• Work order: Using the records below, filter for lines that contain the string "self" and copy them out.

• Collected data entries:
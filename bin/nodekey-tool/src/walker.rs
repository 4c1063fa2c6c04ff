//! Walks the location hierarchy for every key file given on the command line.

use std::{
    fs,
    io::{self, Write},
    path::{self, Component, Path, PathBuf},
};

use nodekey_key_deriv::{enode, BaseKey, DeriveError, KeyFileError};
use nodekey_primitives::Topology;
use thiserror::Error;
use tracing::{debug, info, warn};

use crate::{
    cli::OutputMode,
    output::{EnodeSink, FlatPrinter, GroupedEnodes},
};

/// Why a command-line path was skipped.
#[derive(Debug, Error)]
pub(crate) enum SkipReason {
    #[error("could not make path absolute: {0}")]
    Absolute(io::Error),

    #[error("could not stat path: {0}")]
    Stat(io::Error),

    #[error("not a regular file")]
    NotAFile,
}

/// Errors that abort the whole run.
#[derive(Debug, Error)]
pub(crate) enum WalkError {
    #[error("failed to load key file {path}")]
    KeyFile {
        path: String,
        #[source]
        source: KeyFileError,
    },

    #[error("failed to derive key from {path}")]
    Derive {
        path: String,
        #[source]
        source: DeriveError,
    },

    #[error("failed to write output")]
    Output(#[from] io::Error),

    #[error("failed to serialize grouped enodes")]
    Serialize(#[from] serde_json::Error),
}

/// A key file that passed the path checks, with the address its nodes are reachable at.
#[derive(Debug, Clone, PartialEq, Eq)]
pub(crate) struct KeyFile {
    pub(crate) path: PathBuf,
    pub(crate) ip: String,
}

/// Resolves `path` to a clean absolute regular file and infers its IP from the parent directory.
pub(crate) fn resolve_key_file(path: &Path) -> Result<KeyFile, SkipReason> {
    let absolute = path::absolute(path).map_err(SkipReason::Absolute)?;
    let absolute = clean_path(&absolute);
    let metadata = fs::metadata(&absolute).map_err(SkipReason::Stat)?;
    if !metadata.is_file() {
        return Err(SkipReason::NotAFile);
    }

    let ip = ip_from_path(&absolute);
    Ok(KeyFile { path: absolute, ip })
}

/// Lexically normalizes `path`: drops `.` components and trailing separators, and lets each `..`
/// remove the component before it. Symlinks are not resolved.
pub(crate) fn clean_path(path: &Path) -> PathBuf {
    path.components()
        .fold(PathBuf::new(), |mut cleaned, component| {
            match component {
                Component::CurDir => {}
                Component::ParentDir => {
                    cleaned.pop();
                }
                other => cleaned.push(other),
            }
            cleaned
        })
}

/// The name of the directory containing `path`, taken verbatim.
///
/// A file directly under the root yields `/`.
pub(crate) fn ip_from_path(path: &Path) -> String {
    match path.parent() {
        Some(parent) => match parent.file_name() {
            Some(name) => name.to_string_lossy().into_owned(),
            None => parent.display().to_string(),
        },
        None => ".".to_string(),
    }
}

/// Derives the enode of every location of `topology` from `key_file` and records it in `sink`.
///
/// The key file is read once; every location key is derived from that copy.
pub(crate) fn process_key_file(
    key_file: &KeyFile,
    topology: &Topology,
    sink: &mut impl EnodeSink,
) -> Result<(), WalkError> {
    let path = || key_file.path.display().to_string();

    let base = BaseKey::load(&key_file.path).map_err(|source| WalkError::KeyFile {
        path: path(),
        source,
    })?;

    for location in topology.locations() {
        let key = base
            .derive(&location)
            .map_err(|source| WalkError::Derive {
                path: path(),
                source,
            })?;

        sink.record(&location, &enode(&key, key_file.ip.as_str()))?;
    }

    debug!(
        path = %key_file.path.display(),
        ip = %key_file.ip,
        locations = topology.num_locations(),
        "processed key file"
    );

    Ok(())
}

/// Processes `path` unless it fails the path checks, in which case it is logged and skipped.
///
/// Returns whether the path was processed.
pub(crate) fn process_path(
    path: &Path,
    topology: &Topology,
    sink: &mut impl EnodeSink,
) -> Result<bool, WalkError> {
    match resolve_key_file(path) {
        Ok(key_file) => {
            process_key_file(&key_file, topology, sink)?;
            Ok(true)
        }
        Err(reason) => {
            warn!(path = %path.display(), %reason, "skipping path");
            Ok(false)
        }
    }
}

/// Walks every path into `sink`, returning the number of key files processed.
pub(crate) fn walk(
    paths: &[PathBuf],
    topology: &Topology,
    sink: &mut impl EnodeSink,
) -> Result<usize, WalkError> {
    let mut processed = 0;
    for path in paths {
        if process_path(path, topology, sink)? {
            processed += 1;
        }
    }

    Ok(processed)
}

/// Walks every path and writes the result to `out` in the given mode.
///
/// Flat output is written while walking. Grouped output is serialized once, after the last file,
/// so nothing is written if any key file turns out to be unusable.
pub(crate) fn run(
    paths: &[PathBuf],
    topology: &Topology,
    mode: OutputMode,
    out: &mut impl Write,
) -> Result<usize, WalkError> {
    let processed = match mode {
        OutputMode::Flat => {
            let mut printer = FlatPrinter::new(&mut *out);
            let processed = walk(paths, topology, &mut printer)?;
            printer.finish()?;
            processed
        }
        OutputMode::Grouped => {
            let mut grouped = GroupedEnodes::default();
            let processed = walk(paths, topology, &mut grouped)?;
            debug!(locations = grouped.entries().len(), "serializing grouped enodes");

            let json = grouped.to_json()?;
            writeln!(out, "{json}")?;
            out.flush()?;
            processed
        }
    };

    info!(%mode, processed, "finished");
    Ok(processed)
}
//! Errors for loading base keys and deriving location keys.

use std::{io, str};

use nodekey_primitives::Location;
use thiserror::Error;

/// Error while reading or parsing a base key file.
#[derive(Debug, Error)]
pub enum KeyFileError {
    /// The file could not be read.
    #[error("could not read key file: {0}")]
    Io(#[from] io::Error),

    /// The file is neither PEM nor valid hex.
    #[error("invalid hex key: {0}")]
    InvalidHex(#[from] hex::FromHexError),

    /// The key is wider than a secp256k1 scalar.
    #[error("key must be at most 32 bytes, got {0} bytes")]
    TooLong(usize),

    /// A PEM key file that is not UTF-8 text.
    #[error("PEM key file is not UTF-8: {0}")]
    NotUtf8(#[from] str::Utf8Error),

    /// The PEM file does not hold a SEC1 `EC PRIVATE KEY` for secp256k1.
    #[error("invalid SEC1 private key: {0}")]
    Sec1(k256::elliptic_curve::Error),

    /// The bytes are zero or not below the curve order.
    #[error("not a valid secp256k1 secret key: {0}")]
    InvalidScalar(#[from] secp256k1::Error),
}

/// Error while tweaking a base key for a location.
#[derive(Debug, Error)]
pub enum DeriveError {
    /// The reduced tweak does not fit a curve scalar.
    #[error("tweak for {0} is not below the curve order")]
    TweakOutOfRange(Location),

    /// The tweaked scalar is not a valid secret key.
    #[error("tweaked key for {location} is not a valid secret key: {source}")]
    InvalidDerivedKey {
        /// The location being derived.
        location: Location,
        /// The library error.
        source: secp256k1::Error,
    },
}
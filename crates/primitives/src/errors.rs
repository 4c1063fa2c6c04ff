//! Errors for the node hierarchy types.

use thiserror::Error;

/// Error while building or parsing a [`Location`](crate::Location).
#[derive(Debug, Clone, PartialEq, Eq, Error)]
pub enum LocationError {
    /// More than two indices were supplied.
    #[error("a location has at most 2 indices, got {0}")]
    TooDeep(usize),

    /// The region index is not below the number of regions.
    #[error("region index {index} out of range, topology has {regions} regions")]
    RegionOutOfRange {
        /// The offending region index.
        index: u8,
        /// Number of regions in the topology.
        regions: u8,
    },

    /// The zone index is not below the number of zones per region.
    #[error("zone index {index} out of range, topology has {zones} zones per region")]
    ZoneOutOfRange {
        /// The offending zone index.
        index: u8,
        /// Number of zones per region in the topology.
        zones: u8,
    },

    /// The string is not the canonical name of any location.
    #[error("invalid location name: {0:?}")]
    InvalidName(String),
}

• Exercise output:
    io::{self, Write},
    path::{self, Component, Path, PathBuf},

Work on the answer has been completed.